**EXERCISE**
Every record below must be returned exactly as it was received.
(INPUT DATA Opens)
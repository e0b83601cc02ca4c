use std::fs::OpenOptions;
use std::io::Write;
use std::path::Path;

use chrono::DateTime;
use chrono::Utc;
use csb_core::document::SoundboardDocument;
use csb_core::report::build_report;
use csb_core::AppState;
use csb_core::ExportKind;
use csb_core::RuntimeAction;

use crate::contracts::ExportRequest;
use crate::contracts::ExportResult;
use crate::contracts::ExportStatus;
use crate::report::render_markdown;
use crate::svg::render_wheel_svg;
use crate::svg::SnapshotOptions;

#[derive(Debug, thiserror::Error)]
pub enum ExportError {
    #[error("the wheel needs all {capacity} themes placed ({filled} so far)")]
    WheelIncomplete { filled: usize, capacity: usize },
    #[error("could not serialise soundboard: {0}")]
    Serialize(#[from] serde_json::Error),
}

/// Rendered export, ready for a sink.
#[derive(Debug, Clone, PartialEq, Eq)]
pub enum ExportPayload {
    SoundboardJson(String),
    WheelSnapshot { svg: String },
    NotesReport { markdown: String },
}

impl ExportPayload {
    pub fn kind(&self) -> ExportKind {
        match self {
            Self::SoundboardJson(_) => ExportKind::SoundboardJson,
            Self::WheelSnapshot { .. } => ExportKind::WheelSnapshot,
            Self::NotesReport { .. } => ExportKind::NotesReport,
        }
    }

    pub fn contents(&self) -> &str {
        match self {
            Self::SoundboardJson(json) => json,
            Self::WheelSnapshot { svg } => svg,
            Self::NotesReport { markdown } => markdown,
        }
    }
}

/// Render `kind` from the current state. Wheel exports need a full wheel.
pub fn build_payload(
    state: &AppState,
    kind: ExportKind,
    exported_at: DateTime<Utc>,
) -> Result<ExportPayload, ExportError> {
    match kind {
        ExportKind::SoundboardJson => {
            let json = SoundboardDocument::from_state(&state.soundboard).to_json_pretty()?;
            Ok(ExportPayload::SoundboardJson(json))
        }
        ExportKind::WheelSnapshot => {
            require_full_wheel(state)?;
            let svg = render_wheel_svg(
                &state.wheel_geometry,
                state.wheel.selection.slots(),
                SnapshotOptions {
                    domain_colours: state.wheel.show_domain_colours,
                    ..SnapshotOptions::default()
                },
            );
            Ok(ExportPayload::WheelSnapshot { svg })
        }
        ExportKind::NotesReport => {
            require_full_wheel(state)?;
            let report = build_report(
                &state.wheel,
                exported_at,
                Some(ExportKind::WheelSnapshot.default_file_name()),
            );
            Ok(ExportPayload::NotesReport {
                markdown: render_markdown(&report),
            })
        }
    }
}

fn require_full_wheel(state: &AppState) -> Result<(), ExportError> {
    if state.wheel_full() {
        return Ok(());
    }
    Err(ExportError::WheelIncomplete {
        filled: state.wheel.selection.count(),
        capacity: state.wheel.selection.capacity(),
    })
}

pub trait ExportSink {
    fn write(&self, request: &ExportRequest, payload: &ExportPayload) -> ExportResult;
}

/// Writes payloads to their target path, replacing any existing file.
#[derive(Debug, Default, Clone, Copy)]
pub struct FileExportSink;

/// Reports what would be written without touching the filesystem.
#[derive(Debug, Default, Clone, Copy)]
pub struct DryRunExportSink;

impl ExportSink for FileExportSink {
    fn write(&self, request: &ExportRequest, payload: &ExportPayload) -> ExportResult {
        let contents = payload.contents();
        match write_file(&request.target, contents) {
            Ok(()) => {
                tracing::info!(
                    kind = request.kind.label(),
                    target = %request.target.display(),
                    bytes = contents.len(),
                    "export written"
                );
                build_result(
                    request,
                    ExportStatus::Written,
                    contents.len(),
                    vec![format!(
                        "wrote {} bytes to {}",
                        contents.len(),
                        request.target.display()
                    )],
                )
            }
            Err(err) => {
                tracing::warn!(
                    kind = request.kind.label(),
                    target = %request.target.display(),
                    error = %err,
                    "export failed"
                );
                build_result(
                    request,
                    ExportStatus::Failed,
                    0,
                    vec![format!("{}: {err}", request.target.display())],
                )
            }
        }
    }
}

impl ExportSink for DryRunExportSink {
    fn write(&self, request: &ExportRequest, payload: &ExportPayload) -> ExportResult {
        let bytes = payload.contents().len();
        build_result(
            request,
            ExportStatus::Skipped,
            bytes,
            vec![format!(
                "dry run: {bytes} bytes for {}",
                request.target.display()
            )],
        )
    }
}

fn write_file(path: &Path, contents: &str) -> std::io::Result<()> {
    if let Some(parent) = path.parent().filter(|p| !p.as_os_str().is_empty()) {
        std::fs::create_dir_all(parent)?;
    }
    let mut file = OpenOptions::new()
        .create(true)
        .write(true)
        .truncate(true)
        .open(path)?;
    file.write_all(contents.as_bytes())?;
    file.flush()
}

fn build_result(
    request: &ExportRequest,
    status: ExportStatus,
    bytes: usize,
    logs: Vec<String>,
) -> ExportResult {
    ExportResult {
        export_id: request.export_id,
        kind: request.kind,
        target: request.target.clone(),
        status,
        bytes,
        logs,
    }
}

/// Runtime action reporting a finished export back to the reducer.
pub fn completion_action(result: &ExportResult) -> RuntimeAction {
    match result.status {
        ExportStatus::Written | ExportStatus::Skipped => RuntimeAction::ExportFinished {
            kind: result.kind,
            target: result.target.display().to_string(),
        },
        ExportStatus::Failed => RuntimeAction::ExportFailed {
            kind: result.kind,
            message: result
                .logs
                .last()
                .cloned()
                .unwrap_or_else(|| "unknown error".to_string()),
        },
    }
}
(INPUT DATA Closes)
**WORKED SOLUTION**
repository e0b83601cc02ca4c
use std::fs::OpenOptions;
use std::io::Write;
use std::path::Path;

use chrono::DateTime;
use chrono::Utc;
use csb_core::document::SoundboardDocument;
use csb_core::report::build_report;
use csb_core::AppState;
use csb_core::ExportKind;
use csb_core::RuntimeAction;

use crate::contracts::ExportRequest;
use crate::contracts::ExportResult;
use crate::contracts::ExportStatus;
use crate::report::render_markdown;
use crate::svg::render_wheel_svg;
use crate::svg::SnapshotOptions;

#[derive(Debug, thiserror::Error)]
pub enum ExportError {
    #[error("the wheel needs all {capacity} themes placed ({filled} so far)")]
    WheelIncomplete { filled: usize, capacity: usize },
    #[error("could not serialise soundboard: {0}")]
    Serialize(#[from] serde_json::Error),
}

/// Rendered export, ready for a sink.
#[derive(Debug, Clone, PartialEq, Eq)]
pub enum ExportPayload {
    SoundboardJson(String),
    WheelSnapshot { svg: String },
    NotesReport { markdown: String },
}

impl ExportPayload {
    pub fn kind(&self) -> ExportKind {
        match self {
            Self::SoundboardJson(_) => ExportKind::SoundboardJson,
            Self::WheelSnapshot { .. } => ExportKind::WheelSnapshot,
            Self::NotesReport { .. } => ExportKind::NotesReport,
        }
    }

    pub fn contents(&self) -> &str {
        match self {
            Self::SoundboardJson(json) => json,
            Self::WheelSnapshot { svg } => svg,
            Self::NotesReport { markdown } => markdown,
        }
    }
}

/// Render `kind` from the current state. Wheel exports need a full wheel.
pub fn build_payload(
    state: &AppState,
    kind: ExportKind,
    exported_at: DateTime<Utc>,
) -> Result<ExportPayload, ExportError> {
    match kind {
        ExportKind::SoundboardJson => {
            let json = SoundboardDocument::from_state(&state.soundboard).to_json_pretty()?;
            Ok(ExportPayload::SoundboardJson(json))
        }
        ExportKind::WheelSnapshot => {
            require_full_wheel(state)?;
            let svg = render_wheel_svg(
                &state.wheel_geometry,
                state.wheel.selection.slots(),
                SnapshotOptions {
                    domain_colours: state.wheel.show_domain_colours,
                    ..SnapshotOptions::default()
                },
            );
            Ok(ExportPayload::WheelSnapshot { svg })
        }
        ExportKind::NotesReport => {
            require_full_wheel(state)?;
            let report = build_report(
                &state.wheel,
                exported_at,
                Some(ExportKind::WheelSnapshot.default_file_name()),
            );
            Ok(ExportPayload::NotesReport {
                markdown: render_markdown(&report),
            })
        }
    }
}

fn require_full_wheel(state: &AppState) -> Result<(), ExportError> {
    if state.wheel_full() {
        return Ok(());
    }
    Err(ExportError::WheelIncomplete {
        filled: state.wheel.selection.count(),
        capacity: state.wheel.selection.capacity(),
    })
}

pub trait ExportSink {
    fn write(&self, request: &ExportRequest, payload: &ExportPayload) -> ExportResult;
}

/// Writes payloads to their target path, replacing any existing file.
#[derive(Debug, Default, Clone, Copy)]
pub struct FileExportSink;

/// Reports what would be written without touching the filesystem.
#[derive(Debug, Default, Clone, Copy)]
pub struct DryRunExportSink;

impl ExportSink for FileExportSink {
    fn write(&self, request: &ExportRequest, payload: &ExportPayload) -> ExportResult {
        let contents = payload.contents();
        match write_file(&request.target, contents) {
            Ok(()) => {
                tracing::info!(
                    kind = request.kind.label(),
                    target = %request.target.display(),
                    bytes = contents.len(),
                    "export written"
                );
                build_result(
                    request,
                    ExportStatus::Written,
                    contents.len(),
                    vec![format!(
                        "wrote {} bytes to {}",
                        contents.len(),
                        request.target.display()
                    )],
                )
            }
            Err(err) => {
                tracing::warn!(
                    kind = request.kind.label(),
                    target = %request.target.display(),
                    error = %err,
                    "export failed"
                );
                build_result(
                    request,
                    ExportStatus::Failed,
                    0,
                    vec![format!("{}: {err}", request.target.display())],
                )
            }
        }
    }
}

impl ExportSink for DryRunExportSink {
    fn write(&self, request: &ExportRequest, payload: &ExportPayload) -> ExportResult {
        let bytes = payload.contents().len();
        build_result(
            request,
            ExportStatus::Skipped,
            bytes,
            vec![format!(
                "dry run: {bytes} bytes for {}",
                request.target.display()
            )],
        )
    }
}

fn write_file(path: &Path, contents: &str) -> std::io::Result<()> {
    if let Some(parent) = path.parent().filter(|p| !p.as_os_str().is_empty()) {
        std::fs::create_dir_all(parent)?;
    }
    let mut file = OpenOptions::new()
        .create(true)
        .write(true)
        .truncate(true)
        .open(path)?;
    file.write_all(contents.as_bytes())?;
    file.flush()
}

fn build_result(
    request: &ExportRequest,
    status: ExportStatus,
    bytes: usize,
    logs: Vec<String>,
) -> ExportResult {
    ExportResult {
        export_id: request.export_id,
        kind: request.kind,
        target: request.target.clone(),
        status,
        bytes,
        logs,
    }
}

/// Runtime action reporting a finished export back to the reducer.
pub fn completion_action(result: &ExportResult) -> RuntimeAction {
    match result.status {
        ExportStatus::Written | ExportStatus::Skipped => RuntimeAction::ExportFinished {
            kind: result.kind,
            target: result.target.display().to_string(),
        },
        ExportStatus::Failed => RuntimeAction::ExportFailed {
            kind: result.kind,
            message: result
                .logs
                .last()
                .cloned()
                .unwrap_or_else(|| "unknown error".to_string()),
        },
    }
}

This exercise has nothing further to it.